* [Exercise objective] Each record is to be copied exactly as written.

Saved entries
*** Block opens ***

// threatpath-core/tests/proptest_invariants.rs
// ============================================================================
// Module: Property-Based Invariant Tests
// Description: Score, probability, and chain invariants under random input.
// ============================================================================
//! ## Overview
//! Property coverage for the declared ranges: anomaly scores stay within
//! [0, 100], forecast scenarios stay sorted and bounded, learning keeps the
//! governance bands, and the ledger chain verifies for arbitrary payload
//! content while rejecting any mutation.

#![allow(
    clippy::unwrap_used,
    clippy::expect_used,
    clippy::panic,
    reason = "Test-only output and panic-based assertions are permitted."
)]

mod common;

use proptest::prelude::*;
use threatpath_core::CurrentState;
use threatpath_core::ExecutionRecord;
use threatpath_core::ExecutionReport;
use threatpath_core::ExecutionStatus;
use threatpath_core::InMemoryGovernanceStore;
use threatpath_core::LEDGER_GENESIS_HASH;
use threatpath_core::LearningEngine;
use threatpath_core::PathAnalyzer;
use threatpath_core::SessionId;
use threatpath_core::TechniqueId;
use threatpath_core::Timestamp;
use threatpath_core::TrajectoryForecaster;
use threatpath_core::UrgencyLevel;
use threatpath_core::runtime::build_ledger_entry;
use threatpath_core::runtime::verify_chain;

use common::empty_intel;
use common::event;
use common::sessionize;

/// Pool of techniques the generators draw from.
const TECHNIQUE_POOL: &[&str] = &[
    "T1595", "T1592", "T1190", "T1059", "T1505", "T1078", "T1110", "T1046", "T1083", "T1021",
    "T1003", "T1560", "T1041", "T1562", "T9999",
];

proptest! {
    #[test]
    fn anomaly_scores_stay_in_band(
        technique_picks in proptest::collection::vec(0usize .. TECHNIQUE_POOL.len(), 1 .. 12),
    ) {
        let events: Vec<_> = technique_picks
            .iter()
            .enumerate()
            .map(|(index, pick)| {
                event(&format!("e{index}"), Some(TECHNIQUE_POOL[*pick]), index as i64)
            })
            .collect();
        let sessions = sessionize(events);
        let cache = empty_intel();
        let analyzer = PathAnalyzer::new(&cache);
        for session in &sessions {
            let report = analyzer
                .analyze(session, Timestamp::from_unix_millis(0))
                .expect("non-empty session");
            prop_assert!(report.path_anomaly_score >= 0.0);
            prop_assert!(report.path_anomaly_score <= 100.0);
        }
    }

    #[test]
    fn forecasts_stay_sorted_and_bounded(
        technique_picks in proptest::collection::vec(0usize .. TECHNIQUE_POOL.len(), 0 .. 6),
        host_count in 0usize .. 4,
        risk in 0.0f64 .. 100.0,
    ) {
        let state = CurrentState {
            observed_techniques: technique_picks
                .iter()
                .map(|pick| TechniqueId::from(TECHNIQUE_POOL[*pick]))
                .collect(),
            host_scope: (0 .. host_count).map(|index| format!("host{index}")).collect(),
            observed_vulnerabilities: Vec::new(),
            graph_depth: technique_picks.len(),
        };
        let cache = empty_intel();
        let forecaster = TrajectoryForecaster::new(&cache);
        let summary = forecaster.predict(&SessionId::from("prop_1"), &state, risk);

        prop_assert!(summary.aggregate_confidence >= 0.0);
        prop_assert!(summary.aggregate_confidence <= 1.0);
        prop_assert!(summary.predicted_scenarios.len() <= 5);
        for scenario in &summary.predicted_scenarios {
            prop_assert!(scenario.probability >= 0.0);
            prop_assert!(scenario.probability <= 1.0);
            prop_assert!(!scenario.sequence.is_empty());
            prop_assert!(scenario.sequence.len() <= 3);
        }
        for pair in summary.predicted_scenarios.windows(2) {
            prop_assert!(pair[0].probability >= pair[1].probability);
        }
    }

    #[test]
    fn learning_bands_hold_for_any_feedback(
        statuses in proptest::collection::vec(0u8 .. 3, 1 .. 20),
        kev_flags in proptest::collection::vec(any::<bool>(), 1 .. 20),
    ) {
        let engine = LearningEngine::new(InMemoryGovernanceStore::new());
        for (cycle, status) in statuses.iter().enumerate() {
            let final_status = match status {
                0 => ExecutionStatus::Success,
                1 => ExecutionStatus::Failed,
                _ => ExecutionStatus::RolledBack,
            };
            let report = ExecutionReport {
                report_id: Some(format!("r{cycle}")),
                script_filename: None,
                executions: vec![ExecutionRecord {
                    action_type: "Isolate Host".to_string(),
                    final_status,
                    urgency: UrgencyLevel::High,
                    requires_approval: false,
                    domain: None,
                    is_kev: kev_flags[cycle % kev_flags.len()],
                }],
            };
            let outcome = engine
                .process_execution_feedback(&report, Timestamp::from_unix_millis(cycle as i64))
                .expect("feedback cycle");
            let config = &outcome.configuration;
            prop_assert!(config.trust_momentum >= -0.35 && config.trust_momentum <= 0.35);
            prop_assert!(
                config.containment_threshold >= 0.40 && config.containment_threshold <= 0.95
            );
            prop_assert!(
                config.disruptive_threshold >= 0.60 && config.disruptive_threshold <= 1.00
            );
        }
    }

    #[test]
    fn ledger_chain_verifies_and_rejects_mutation(
        payload_values in proptest::collection::vec("[a-z0-9]{1,16}", 1 .. 8),
        tamper_index in any::<prop::sample::Index>(),
    ) {
        let mut entries = Vec::new();
        let mut previous = LEDGER_GENESIS_HASH.to_string();
        for (index, value) in payload_values.iter().enumerate() {
            let entry = build_ledger_entry(
                previous.clone(),
                Timestamp::from_unix_millis(index as i64 * 1_000),
                "LEARNING_UPDATE",
                serde_json::json!({"value": value}),
                "LearningEngine",
            )
            .expect("entry");
            previous = entry.hash_id.clone();
            entries.push(entry);
        }
        prop_assert!(verify_chain(&entries));

        let target = tamper_index.index(entries.len());
        entries[target].actor = "Mallory".to_string();
        prop_assert!(!verify_chain(&entries));
    }
}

*** Block closes ***

* [Expected answer]
// threatpath-core/tests/proptest_invariants.rs
// ============================================================================
// Module: Property-Based Invariant Tests
// Description: Score, probability, and chain invariants under random input.
// ============================================================================
//! ## Overview
//! Property coverage for the declared ranges: anomaly scores stay within
//! [0, 100], forecast scenarios stay sorted and bounded, learning keeps the
//! governance bands, and the ledger chain verifies for arbitrary payload
//! content while rejecting any mutation.

#![allow(
    clippy::unwrap_used,
    clippy::expect_used,
    clippy::panic,
    reason = "Test-only output and panic-based assertions are permitted."
)]

mod common;

use proptest::prelude::*;
use threatpath_core::CurrentState;
use threatpath_core::ExecutionRecord;
use threatpath_core::ExecutionReport;
use threatpath_core::ExecutionStatus;
use threatpath_core::InMemoryGovernanceStore;
use threatpath_core::LEDGER_GENESIS_HASH;
use threatpath_core::LearningEngine;
use threatpath_core::PathAnalyzer;
use threatpath_core::SessionId;
use threatpath_core::TechniqueId;
use threatpath_core::Timestamp;
use threatpath_core::TrajectoryForecaster;
use threatpath_core::UrgencyLevel;
use threatpath_core::runtime::build_ledger_entry;
use threatpath_core::runtime::verify_chain;

use common::empty_intel;
use common::event;
use common::sessionize;

/// Pool of techniques the generators draw from.
const TECHNIQUE_POOL: &[&str] = &[
    "T1595", "T1592", "T1190", "T1059", "T1505", "T1078", "T1110", "T1046", "T1083", "T1021",
    "T1003", "T1560", "T1041", "T1562", "T9999",
];

proptest! {
    #[test]
    fn anomaly_scores_stay_in_band(
        technique_picks in proptest::collection::vec(0usize .. TECHNIQUE_POOL.len(), 1 .. 12),
    ) {
        let events: Vec<_> = technique_picks
            .iter()
            .enumerate()
            .map(|(index, pick)| {
                event(&format!("e{index}"), Some(TECHNIQUE_POOL[*pick]), index as i64)
            })
            .collect();
        let sessions = sessionize(events);
        let cache = empty_intel();
        let analyzer = PathAnalyzer::new(&cache);
        for session in &sessions {
            let report = analyzer
                .analyze(session, Timestamp::from_unix_millis(0))
                .expect("non-empty session");
            prop_assert!(report.path_anomaly_score >= 0.0);
            prop_assert!(report.path_anomaly_score <= 100.0);
        }
    }

    #[test]
    fn forecasts_stay_sorted_and_bounded(
        technique_picks in proptest::collection::vec(0usize .. TECHNIQUE_POOL.len(), 0 .. 6),
        host_count in 0usize .. 4,
        risk in 0.0f64 .. 100.0,
    ) {
        let state = CurrentState {
            observed_techniques: technique_picks
                .iter()
                .map(|pick| TechniqueId::from(TECHNIQUE_POOL[*pick]))
                .collect(),
            host_scope: (0 .. host_count).map(|index| format!("host{index}")).collect(),
            observed_vulnerabilities: Vec::new(),
            graph_depth: technique_picks.len(),
        };
        let cache = empty_intel();
        let forecaster = TrajectoryForecaster::new(&cache);
        let summary = forecaster.predict(&SessionId::from("prop_1"), &state, risk);

        prop_assert!(summary.aggregate_confidence >= 0.0);
        prop_assert!(summary.aggregate_confidence <= 1.0);
        prop_assert!(summary.predicted_scenarios.len() <= 5);
        for scenario in &summary.predicted_scenarios {
            prop_assert!(scenario.probability >= 0.0);
            prop_assert!(scenario.probability <= 1.0);
            prop_assert!(!scenario.sequence.is_empty());
            prop_assert!(scenario.sequence.len() <= 3);
        }
        for pair in summary.predicted_scenarios.windows(2) {
            prop_assert!(pair[0].probability >= pair[1].probability);
        }
    }

    #[test]
    fn learning_bands_hold_for_any_feedback(
        statuses in proptest::collection::vec(0u8 .. 3, 1 .. 20),
        kev_flags in proptest::collection::vec(any::<bool>(), 1 .. 20),
    ) {
        let engine = LearningEngine::new(InMemoryGovernanceStore::new());
        for (cycle, status) in statuses.iter().enumerate() {
            let final_status = match status {
                0 => ExecutionStatus::Success,
                1 => ExecutionStatus::Failed,
                _ => ExecutionStatus::RolledBack,
            };
            let report = ExecutionReport {
                report_id: Some(format!("r{cycle}")),
                script_filename: None,
                executions: vec![ExecutionRecord {
                    action_type: "Isolate Host".to_string(),
                    final_status,
                    urgency: UrgencyLevel::High,
                    requires_approval: false,
                    domain: None,
                    is_kev: kev_flags[cycle % kev_flags.len()],
                }],
            };
            let outcome = engine
                .process_execution_feedback(&report, Timestamp::from_unix_millis(cycle as i64))
                .expect("feedback cycle");
            let config = &outcome.configuration;
            prop_assert!(config.trust_momentum >= -0.35 && config.trust_momentum <= 0.35);
            prop_assert!(
                config.containment_threshold >= 0.40 && config.containment_threshold <= 0.95
            );
            prop_assert!(
                config.disruptive_threshold >= 0.60 && config.disruptive_threshold <= 1.00
            );
        }
    }

    #[test]
    fn ledger_chain_verifies_and_rejects_mutation(
        payload_values in proptest::collection::vec("[a-z0-9]{1,16}", 1 .. 8),
        tamper_index in any::<prop::sample::Index>(),
    ) {
        let mut entries = Vec::new();
        let mut previous = LEDGER_GENESIS_HASH.to_string();
        for (index, value) in payload_values.iter().enumerate() {
            let entry = build_ledger_entry(
                previous.clone(),
                Timestamp::from_unix_millis(index as i64 * 1_000),
                "LEARNING_UPDATE",
                serde_json::json!({"value": value}),
                "LearningEngine",
            )
            .expect("entry");
            previous = entry.hash_id.clone();
            entries.push(entry);
        }
        prop_assert!(verify_chain(&entries));

        let target = tamper_index.index(entries.len());
        entries[target].actor = "Mallory".to_string();
        prop_assert!(!verify_chain(&entries));
    }
}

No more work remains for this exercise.